Your objective >> Look through the records and copy every line in which "same" appears.

**********

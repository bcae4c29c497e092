// crates/jobs/src/service.rs
//! Registry of keyed background jobs.

use std::collections::HashMap;
use std::future::Future;
use std::sync::{Arc, RwLock, RwLockReadGuard, RwLockWriteGuard};

use crate::error::JobError;
use crate::job::{Job, Publisher};
use crate::subscription::Subscription;
use crate::types::JobSnapshot;

/// Registry of jobs keyed by caller-chosen strings.
///
/// Construct one and share it (`Arc<JobService>`) with every component that
/// starts or observes jobs. At most one live job exists per key; a key whose
/// job has completed may be started again.
#[derive(Debug, Default)]
pub struct JobService {
    jobs: RwLock<HashMap<String, Arc<Job>>>,
}

impl JobService {
    pub fn new() -> Self {
        Self::default()
    }

    /// Register `work` under `key` and start it.
    ///
    /// The existence check, insert and start happen under one write lock, so
    /// concurrent calls for the same key run `work` exactly once. Every other
    /// caller gets `AlreadyExists` and can fetch the live job with `get_job`.
    pub fn start_job<F, Fut>(&self, key: impl Into<String>, work: F) -> Result<Arc<Job>, JobError>
    where
        F: FnOnce(Publisher) -> Fut + Send + 'static,
        Fut: Future<Output = ()> + Send + 'static,
    {
        let (job, ()) = self.register(key.into(), work, |_| ())?;
        Ok(job)
    }

    /// Like `start_job`, but the caller is subscribed before the worker is
    /// spawned and so sees every update, however fast the worker is.
    pub fn start_job_and_subscribe<F, Fut>(
        &self,
        key: impl Into<String>,
        work: F,
    ) -> Result<(Arc<Job>, Subscription), JobError>
    where
        F: FnOnce(Publisher) -> Fut + Send + 'static,
        Fut: Future<Output = ()> + Send + 'static,
    {
        self.register(key.into(), work, Job::subscribe)
    }

    pub fn get_job(&self, key: &str) -> Result<Arc<Job>, JobError> {
        self.read_jobs()
            .get(key)
            .cloned()
            .ok_or_else(|| JobError::not_found(key))
    }

    /// Subscribe to the job registered under `key`.
    pub fn subscribe(&self, key: &str) -> Result<Subscription, JobError> {
        Ok(self.get_job(key)?.subscribe())
    }

    /// Stop delivering updates to one subscriber.
    ///
    /// The job keeps running for everyone else. Stopping the same
    /// subscription again, after the job completed, or after the job was
    /// evicted and dropped, only closes the subscription.
    pub fn stop_subscription(&self, subscription: &mut Subscription) -> Result<(), JobError> {
        match subscription.job() {
            Some(job) => job.unsubscribe(subscription),
            None => {
                tracing::debug!(job_key = %subscription.job_key(), "Stopping subscription of a dropped job");
                subscription.close();
            }
        }
        Ok(())
    }

    fn register<F, Fut, T>(
        &self,
        key: String,
        work: F,
        before_start: impl FnOnce(&Arc<Job>) -> T,
    ) -> Result<(Arc<Job>, T), JobError>
    where
        F: FnOnce(Publisher) -> Fut + Send + 'static,
        Fut: Future<Output = ()> + Send + 'static,
    {
        let mut jobs = self.write_jobs();

        if let Some(existing) = jobs.get(&key) {
            if !existing.status().is_complete() {
                tracing::debug!(job_key = %key, "Job already exists");
                return Err(JobError::already_exists(key));
            }
            tracing::debug!(job_key = %key, "Replacing completed job");
        }

        let job = Job::new(key.clone(), work);
        let extra = before_start(&job);
        job.start()?;
        jobs.insert(key, Arc::clone(&job));
        Ok((job, extra))
    }

    /// Snapshots of every job that has not completed.
    pub fn active_jobs(&self) -> Vec<JobSnapshot> {
        self.read_jobs()
            .values()
            .map(|job| job.snapshot())
            .filter(|snap| !snap.status.is_complete())
            .collect()
    }

    /// Drop completed jobs from the registry. Returns how many were removed.
    pub fn remove_completed(&self) -> usize {
        let mut jobs = self.write_jobs();
        let before = jobs.len();
        jobs.retain(|_, job| !job.status().is_complete());
        let removed = before - jobs.len();
        if removed > 0 {
            tracing::debug!(removed, "Evicted completed jobs");
        }
        removed
    }

    pub fn len(&self) -> usize {
        self.read_jobs().len()
    }

    pub fn is_empty(&self) -> bool {
        self.read_jobs().is_empty()
    }

    fn read_jobs(&self) -> RwLockReadGuard<'_, HashMap<String, Arc<Job>>> {
        match self.jobs.read() {
            Ok(guard) => guard,
            Err(poisoned) => {
                tracing::error!("RwLock poisoned reading jobs map, recovering");
                poisoned.into_inner()
            }
        }
    }

    fn write_jobs(&self) -> RwLockWriteGuard<'_, HashMap<String, Arc<Job>>> {
        match self.jobs.write() {
            Ok(guard) => guard,
            Err(poisoned) => {
                tracing::error!("RwLock poisoned writing jobs map, recovering");
                poisoned.into_inner()
            }
        }
    }
}

#[cfg(test)]
mod tests {
    use super::*;
    use crate::types::JobStatus;
    use tokio::sync::oneshot;

    #[tokio::test]
    async fn test_start_and_get_job() {
        let service = JobService::new();
        let job = service
            .start_job("test", |p| async move {
                p.publish("hello").await;
            })
            .unwrap();

        let fetched = service.get_job("test").unwrap();
        assert!(Arc::ptr_eq(&job, &fetched));
        job.wait_for_finish().await;
        assert_eq!(fetched.status(), JobStatus::Complete);
    }

    #[tokio::test]
    async fn test_duplicate_key_returns_already_exists() {
        let service = JobService::new();
        let (release_tx, release_rx) = oneshot::channel::<()>();
        let first = service
            .start_job("test", |_p| async move {
                let _ = release_rx.await;
            })
            .unwrap();

        let err = service
            .start_job("test", |p| async move {
                p.publish("never runs").await;
            })
            .unwrap_err();
        assert_eq!(err, JobError::already_exists("test"));
        assert!(Arc::ptr_eq(&first, &service.get_job("test").unwrap()));

        release_tx.send(()).unwrap();
        first.wait_for_finish().await;
    }

    #[test]
    fn test_get_missing_job() {
        let service = JobService::new();
        assert_eq!(
            service.get_job("nope").unwrap_err(),
            JobError::not_found("nope")
        );
        assert!(service.subscribe("nope").is_err());
        assert!(service.is_empty());
    }

    #[tokio::test]
    async fn test_completed_key_can_be_restarted() {
        let service = JobService::new();
        let first = service
            .start_job("retry", |p| async move {
                p.publish("attempt 1").await;
            })
            .unwrap();
        first.wait_for_finish().await;

        let second = service
            .start_job("retry", |p| async move {
                p.publish("attempt 2").await;
            })
            .unwrap();
        assert!(!Arc::ptr_eq(&first, &second));
        assert!(Arc::ptr_eq(&second, &service.get_job("retry").unwrap()));
        assert_eq!(service.len(), 1);
        second.wait_for_finish().await;
    }

    #[tokio::test]
    async fn test_stop_subscription_is_idempotent() {
        let service = JobService::new();
        let (release_tx, release_rx) = oneshot::channel::<()>();
        let job = service
            .start_job("test", |p| async move {
                let _ = release_rx.await;
                p.publish("after").await;
            })
            .unwrap();
        let mut sub = service.subscribe("test").unwrap();
        assert_eq!(job.subscriber_count(), 1);

        service.stop_subscription(&mut sub).unwrap();
        service.stop_subscription(&mut sub).unwrap();
        assert_eq!(job.subscriber_count(), 0);

        release_tx.send(()).unwrap();
        job.wait_for_finish().await;
        service.stop_subscription(&mut sub).unwrap();
        assert_eq!(sub.recv().await, None);
    }

    #[test]
    fn test_stop_subscription_after_job_dropped() {
        let service = JobService::new();
        let job = Job::new("short", |_p| async {});
        let mut sub = job.subscribe();
        drop(job);

        service.stop_subscription(&mut sub).unwrap();
        assert!(sub.is_closed());
        service.stop_subscription(&mut sub).unwrap();
    }

    #[tokio::test]
    async fn test_stop_subscription_after_eviction() {
        let service = JobService::new();
        let (job, mut sub) = service
            .start_job_and_subscribe("evicted", |p| async move {
                p.publish("last").await;
            })
            .unwrap();
        job.wait_for_finish().await;
        assert_eq!(service.remove_completed(), 1);
        drop(job);

        service.stop_subscription(&mut sub).unwrap();
        assert_eq!(sub.recv().await, None);
    }

    #[tokio::test]
    async fn test_start_job_and_subscribe_sees_first_update() {
        let service = JobService::new();
        let (job, mut sub) = service
            .start_job_and_subscribe("eager", |p| async move {
                p.publish("first").await;
                p.publish("second").await;
            })
            .unwrap();

        assert_eq!(sub.collect_remaining().await, vec!["first", "second"]);
        assert!(Arc::ptr_eq(&job, &service.get_job("eager").unwrap()));
        job.wait_for_finish().await;
    }

    #[test]
    fn test_start_job_outside_runtime_registers_nothing() {
        let service = JobService::new();
        let err = service.start_job("offline", |_p| async {}).unwrap_err();
        assert_eq!(err, JobError::no_runtime("offline"));
        assert!(service.is_empty());

        let err = service
            .start_job_and_subscribe("offline", |_p| async {})
            .map(|_| ())
            .unwrap_err();
        assert_eq!(err, JobError::no_runtime("offline"));
        assert!(service.get_job("offline").is_err());
    }

    #[tokio::test]
    async fn test_active_jobs_and_remove_completed() {
        let service = JobService::new();
        let (release_tx, release_rx) = oneshot::channel::<()>();
        let _running = service
            .start_job("running", |_p| async move {
                let _ = release_rx.await;
            })
            .unwrap();
        let done = service.start_job("done", |_p| async {}).unwrap();
        done.wait_for_finish().await;

        let active = service.active_jobs();
        assert_eq!(active.len(), 1);
        assert_eq!(active[0].key, "running");
        assert_eq!(active[0].status, JobStatus::Running);

        assert_eq!(service.remove_completed(), 1);
        assert_eq!(service.len(), 1);
        assert!(service.get_job("done").is_err());

        release_tx.send(()).unwrap();
    }

    #[test]
    fn test_job_service_default() {
        let service = JobService::default();
        assert!(service.active_jobs().is_empty());
        assert_eq!(service.len(), 0);
    }
}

**********

Exercise output >>
    /// concurrent calls for the same key run `work` exactly once. Every other
    /// The job keeps running for everyone else. Stopping the same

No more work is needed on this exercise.